RE: UTF-8 and UTF-16 from Savourel, Yves on 2000-09-08 (www-international@w3.org from July to September 2000)

From: Savourel, Yves <Yves.Savourel@corp.sykes.com>
Date: Fri, 8 Sep 2000 09:22:03 -0400
To: "'www-international@w3.org'" <www-international@w3.org>
Message-ID: <5534833179F2D2118A6100805FC7CF26BA7B19@flatiron>

Stephen,

You sure can store the UTF-8 string in a normal string or database field:
UTF-8 is just a multi-byte encoding with ASCII character looking like ASCII
and extended character encoded in 2 or more bytes above 127 (no null bytes
anywhere).

Just keep in mind that the UTF-8 string is not "represented" by the code set
used in the database, but just interpreted "as it" (something like looking
at a Shift_JIS string with Latin-1).
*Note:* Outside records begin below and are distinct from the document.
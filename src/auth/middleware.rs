use std::sync::Arc;

use axum::extract::{Extension, Request};
use axum::http::HeaderMap;
use axum::middleware::Next;
use axum::response::Response;

use crate::error::ApiError;

use super::claims::Claims;
use super::error::AuthError;
use super::verifier::TokenVerifier;

/// Middleware that authenticates every request before any handler runs.
///
/// Extracts the bearer token, verifies it and attaches the decoded [`Claims`]
/// as a request extension for the authorization layer and the handlers.
pub async fn authenticate(
    Extension(verifier): Extension<Arc<TokenVerifier>>,
    headers: HeaderMap,
    mut request: Request,
    next: Next,
) -> Result<Response, ApiError> {
    let token = bearer_token(&headers)?;
    let claims = verifier.verify(token).await.map_err(|err| {
        tracing::debug!("rejected bearer token: {}", err);
        ApiError::from(err)
    })?;

    request.extensions_mut().insert(claims);
    Ok(next.run(request).await)
}

/// Route layer that requires one scope from the authenticated claims.
///
/// Runs after [`authenticate`], so missing claims mean the middleware stack
/// is wired in the wrong order. That is a server bug, not a client error, and
/// is reported as 500 rather than 403.
pub async fn authorize(
    scope: &'static str,
    request: Request,
    next: Next,
) -> Result<Response, ApiError> {
    let claims = request.extensions().get::<Claims>().ok_or_else(|| {
        tracing::error!("authorize ran without authenticated claims; check middleware order");
        ApiError::internal("authorization ran before authentication")
    })?;

    if !claims.has_scope(scope) {
        tracing::warn!("subject '{}' lacks required scope '{}'", claims.sub, scope);
        return Err(ApiError::Forbidden);
    }

    Ok(next.run(request).await)
}

/// The token from an `Authorization: Bearer <token>` header.
fn bearer_token(headers: &HeaderMap) -> Result<&str, AuthError> {
    let header = headers
        .get("authorization")
        .ok_or(AuthError::MissingHeader)?;
    let value = header.to_str().map_err(|_| AuthError::NotBearer)?;

    // Scheme matching is case-insensitive per RFC 7235.
    let (scheme, token) = value.split_once(' ').ok_or(AuthError::NotBearer)?;
    if !scheme.eq_ignore_ascii_case("bearer") {
        return Err(AuthError::NotBearer);
    }

    let token = token.trim();
    if token.is_empty() {
        return Err(AuthError::EmptyToken);
    }

    Ok(token)
}
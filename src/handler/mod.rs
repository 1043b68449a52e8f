//! Request handler module
//!
//! Responsible for request routing dispatch and endpoint logic.

mod endpoints;
mod fizzbuzz;
pub mod router;
mod types;

// Re-export main entry point
pub use router::handle_request;
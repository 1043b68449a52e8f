// Application state module
// Manages runtime state shared across requests

use std::sync::atomic::{AtomicBool, AtomicI64, Ordering};

use super::types::Config;

/// Application state
///
/// Owns everything a handler may touch: the immutable configuration, the
/// request counter behind `/incremental`, and cached config values for fast
/// access without locks.
pub struct AppState {
    pub config: Config,

    /// Counter exposed via `GET /incremental`. Starts at 0, never resets.
    pub counter: AtomicI64,

    // Cached config values for fast access without locks
    pub cached_access_log: AtomicBool,
}

impl AppState {
    pub fn new(config: &Config) -> Self {
        let cached_access_log = AtomicBool::new(config.logging.access_log);

        Self {
            config: config.clone(),
            counter: AtomicI64::new(0),
            cached_access_log,
        }
    }

    /// Increment the shared counter and return the new value
    pub fn next_count(&self) -> i64 {
        self.counter.fetch_add(1, Ordering::SeqCst) + 1
    }
}

#[cfg(test)]
mod tests {
    use super::*;

    fn test_state() -> AppState {
        let cfg = Config::load_from("nonexistent-config").expect("defaults should load");
        AppState::new(&cfg)
    }

    #[test]
    fn test_counter_starts_at_zero() {
        let state = test_state();
        assert_eq!(state.counter.load(Ordering::SeqCst), 0);
    }

    #[test]
    fn test_sequential_increments() {
        let state = test_state();
        for expected in 1..=5 {
            assert_eq!(state.next_count(), expected);
        }
    }
}
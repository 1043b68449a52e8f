// Wire types for the JSON endpoints
// Zero-valued fields are omitted on serialization and defaulted on
// deserialization, matching the endpoints' omit-empty contract.

use serde::{Deserialize, Serialize};

/// Payload for `GET /json` and the `POST /post` echo
#[derive(Debug, Default, Clone, PartialEq, Eq, Serialize, Deserialize)]
pub struct JsonData {
    #[serde(default, skip_serializing_if = "is_zero")]
    pub number: i64,
    #[serde(default, skip_serializing_if = "String::is_empty")]
    pub string: String,
    #[serde(rename = "bool", default, skip_serializing_if = "is_false")]
    pub flag: bool,
}

/// Request body for `POST /add`; missing fields default to 0 and
/// zero-valued fields are omitted when echoed back on a 400
#[derive(Debug, Default, Clone, PartialEq, Eq, Serialize, Deserialize)]
pub struct AddRequest {
    #[serde(default, skip_serializing_if = "is_zero")]
    pub left: i64,
    #[serde(default, skip_serializing_if = "is_zero")]
    pub right: i64,
}

/// Response body for `POST /add`
#[derive(Debug, Clone, PartialEq, Eq, Serialize)]
pub struct AddResponse {
    pub answer: i64,
}

#[allow(clippy::trivially_copy_pass_by_ref)]
fn is_zero(n: &i64) -> bool {
    *n == 0
}

#[allow(clippy::trivially_copy_pass_by_ref)]
fn is_false(b: &bool) -> bool {
    !*b
}

#[cfg(test)]
mod tests {
    use super::*;

    #[test]
    fn test_json_data_omits_zero_fields() {
        let data = JsonData {
            number: 10,
            string: "hoge".to_string(),
            flag: false,
        };
        let json = serde_json::to_string(&data).expect("serializes");
        assert_eq!(json, r#"{"number":10,"string":"hoge"}"#);
    }

    #[test]
    fn test_json_data_default_serializes_empty() {
        let json = serde_json::to_string(&JsonData::default()).expect("serializes");
        assert_eq!(json, "{}");
    }

    #[test]
    fn test_json_data_bool_field_name() {
        let data = JsonData {
            number: 0,
            string: String::new(),
            flag: true,
        };
        let json = serde_json::to_string(&data).expect("serializes");
        assert_eq!(json, r#"{"bool":true}"#);

        let parsed: JsonData = serde_json::from_str(r#"{"bool":true}"#).expect("parses");
        assert!(parsed.flag);
    }

    #[test]
    fn test_add_request_missing_fields_default_to_zero() {
        let req: AddRequest = serde_json::from_str(r#"{"left":7}"#).expect("parses");
        assert_eq!(req.left, 7);
        assert_eq!(req.right, 0);
    }

    #[test]
    fn test_add_request_default_serializes_empty() {
        let json = serde_json::to_string(&AddRequest::default()).expect("serializes");
        assert_eq!(json, "{}");
    }
}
Your sorting, folding, comparison, etc.
functions will use the database code set not UTF-8 and may have unexpected
results.

For the conversion: you can use the C routines provided by Taligent on the
Unicode Web site at: http://www.unicode.org/Public/PROGRAMS/CVTUTF/ (The
files CVTUTF.*).

-yves

-----Original Message-----
From: Stephen Toner [mailto:Stephen.Toner@virtualaccess.com]
Sent: Thursday, September 07, 2000 4:14 PM
To: www-international@w3.org
Subject: UTF-8 and UTF-16


Hi,
The input from my web page is in the UTF-8 form, but my database uses 
UTF-16/UCS-2.  I was wondering if there were any Java converters out there 
that could do this conversion, or if it would be simple enough to try and 
change an existing C one to perform the same task.  I was also wondering 
why UTF-8 could not be just stored as a character string in the 
Database.  If the characters are now 8-bit surely they could be represented 
by the ordinary character set in the database.
Any help would be appreciated because I feel like I'm banging my head off a 
brick wall at the minute.
Thanks,
Stephen

Received on Friday, 8 September 2000 09:21:35 UTC